Department of Data and Information, The Children's Hospital, Zhejiang University School of Medicine, Hangzhou, China; Sino-Finland Joint AI Laboratory for Child Health of Zhejiang Province, Hangzhou, China; National Clinical Research Center for Child Health, Hangzhou, China.
National Clinical Research Center for Child Health, Hangzhou, China; Department of Neonatal Surgery, The Children's Hospital, Zhejiang University School of Medicine, Hangzhou, China.
Bosn J Basic Med Sci. 2022 Oct 23;22(6):972-981. doi: 10.17305/bjbms.2022.7046.
Neonatal necrotizing enterocolitis is a severe neonatal intestinal disease. Timely identification of surgical indications is essential for newborns in order to seek the best time for treatment and improve prognosis. This paper attempts to establish an algorithm model based on multimodal clinical data to determine the features of surgical indications and construct an auxiliary diagnosis model. The proposed algorithm adds hypergraph constraints on the two modal data based on Joint Nonnegative Matrix Factorization (JNMF), aiming to mine the higher-order correlations of the two data features. In addition, the adjacency matrix of the two kinds of data is used as a network regularization constraint to prevent overfitting. Orthogonal and L1-norm regulations were introduced to avoid feature redundancy and perform feature selection, respectively, and confirmed 14 clinical features. Finally, we used three classifiers, random forest, support vector machine, and logistic regression, to perform binary classification of patients requiring surgery. The results show that when the features selected by the proposed algorithm model are classified by random forest, the area under the ROC curve is 0.8, which has high prediction accuracy.

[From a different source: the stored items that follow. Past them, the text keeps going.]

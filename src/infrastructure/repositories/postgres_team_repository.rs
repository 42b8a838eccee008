use async_trait::async_trait;
use sqlx::types::Json;
use sqlx::PgPool;

use super::team_document::TeamDocument;
use crate::domain::repositories::{RepositoryError, RepositoryResult, TeamRepository};
use crate::domain::team::Team;

const SELECT_ALL: &str = "SELECT doc FROM teams";

const SELECT_BY_IDS: &str = "SELECT doc FROM teams WHERE doc->>'_id' = ANY($1)";

// Numbers sort numerically, strings bytewise (`COLLATE "C"`) so the order does
// not depend on the database locale. Missing sort keys go last.
const SELECT_FILTERED: &str = r#"
    SELECT doc
    FROM teams
    WHERE (doc->>'rating')::float8 >= $1
      AND (cardinality($2::text[]) = 0 OR doc->>'league' = ANY($2))
    ORDER BY
      CASE WHEN jsonb_typeof(doc -> $3::text) = 'number'
           THEN (doc ->> $3::text)::float8
      END DESC NULLS LAST,
      (doc ->> $3::text) COLLATE "C" DESC NULLS LAST
    LIMIT $4
"#;

const INSERT_DOCUMENTS: &str =
    "INSERT INTO teams (doc) SELECT jsonb_array_elements($1::jsonb)";

const DELETE_ALL: &str = "DELETE FROM teams";

/// PostgreSQL implementation of TeamRepository
///
/// Teams live as JSONB documents in a single table, one document per row.
/// Every read decodes rows through [`TeamDocument`], so a malformed document
/// fails the whole query instead of being skipped.
pub struct PostgresTeamRepository {
    pool: PgPool,
}

impl PostgresTeamRepository {
    /// Creates a new PostgresTeamRepository
    ///
    /// # Arguments
    /// * `pool` - SQLx connection pool, shared across invocations
    pub fn new(pool: PgPool) -> Self {
        Self { pool }
    }

    /// Creates the team collection and its indexes if they are missing
    pub async fn ensure_collection(&self) -> RepositoryResult<()> {
        sqlx::migrate!("./migrations")
            .run(&self.pool)
            .await
            .map_err(|e| RepositoryError::Migration(e.to_string()))
    }

    /// Inserts raw documents into the collection, returning the number stored
    ///
    /// Used to seed fixtures; the service itself never writes.
    pub async fn insert_documents(&self, docs: &[TeamDocument]) -> RepositoryResult<u64> {
        let result = sqlx::query(INSERT_DOCUMENTS)
            .bind(Json(docs))
            .execute(&self.pool)
            .await
            .map_err(|e| query_error("Failed to insert team documents", e))?;

        Ok(result.rows_affected())
    }

    /// Removes every document from the collection
    pub async fn clear(&self) -> RepositoryResult<()> {
        sqlx::query(DELETE_ALL)
            .execute(&self.pool)
            .await
            .map_err(|e| query_error("Failed to clear teams", e))?;

        Ok(())
    }
}

fn into_teams(docs: Vec<Json<TeamDocument>>) -> RepositoryResult<Vec<Team>> {
    docs.into_iter()
        .map(|Json(doc)| Team::try_from(doc))
        .collect()
}

fn query_error(context: &str, err: sqlx::Error) -> RepositoryError {
    match err {
        sqlx::Error::ColumnDecode { .. } | sqlx::Error::Decode(_) => {
            RepositoryError::Decode(format!("{}: {}", context, err))
        }
        other => RepositoryError::Query(format!("{}: {}", context, other)),
    }
}

#[async_trait]
impl TeamRepository for PostgresTeamRepository {
    async fn all(&self) -> RepositoryResult<Vec<Team>> {
        let docs = sqlx::query_scalar::<_, Json<TeamDocument>>(SELECT_ALL)
            .fetch_all(&self.pool)
            .await
            .map_err(|e| query_error("Failed to find all teams", e))?;

        into_teams(docs)
    }

    async fn by_ids(&self, ids: &[String]) -> RepositoryResult<Vec<Team>> {
        if ids.is_empty() {
            return Ok(Vec::new());
        }

        let docs = sqlx::query_scalar::<_, Json<TeamDocument>>(SELECT_BY_IDS)
            .bind(ids)
            .fetch_all(&self.pool)
            .await
            .map_err(|e| query_error("Failed to find teams by ids", e))?;

        into_teams(docs)
    }

    async fn filter(
        &self,
        min_rating: f64,
        leagues: &[String],
        order_by: &str,
        limit: u32,
    ) -> RepositoryResult<Vec<Team>> {
        let docs = sqlx::query_scalar::<_, Json<TeamDocument>>(SELECT_FILTERED)
            .bind(min_rating)
            .bind(leagues)
            .bind(TeamDocument::key_for(order_by))
            .bind(i64::from(limit))
            .fetch_all(&self.pool)
            .await
            .map_err(|e| query_error("Failed to filter teams", e))?;

        into_teams(docs)
    }
}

新生儿坏死性小肠结肠炎是一种严重的新生儿肠道疾病。及时识别手术指征对于新生儿至关重要,以便寻求最佳治疗时机并改善预后。本文尝试基于多模态临床数据建立一种算法模型,以确定手术指征的特征,并构建辅助诊断模型。所提出的算法基于联合非负矩阵分解(Joint Nonnegative Matrix Factorization,JNMF)在两种模态数据上添加超图约束,旨在挖掘两种数据特征的高阶相关性。此外,两种数据的邻接矩阵被用作网络正则化约束,以防止过拟合。引入正交和 L1-范数规则,分别避免特征冗余和进行特征选择,并确定了 14 个临床特征。最后,我们使用三种分类器,随机森林、支持向量机和逻辑回归,对需要手术的患者进行二分类。结果表明,当使用所提出的算法模型选择的特征进行随机森林分类时,ROC 曲线下的面积为 0.8,具有较高的预测准确性。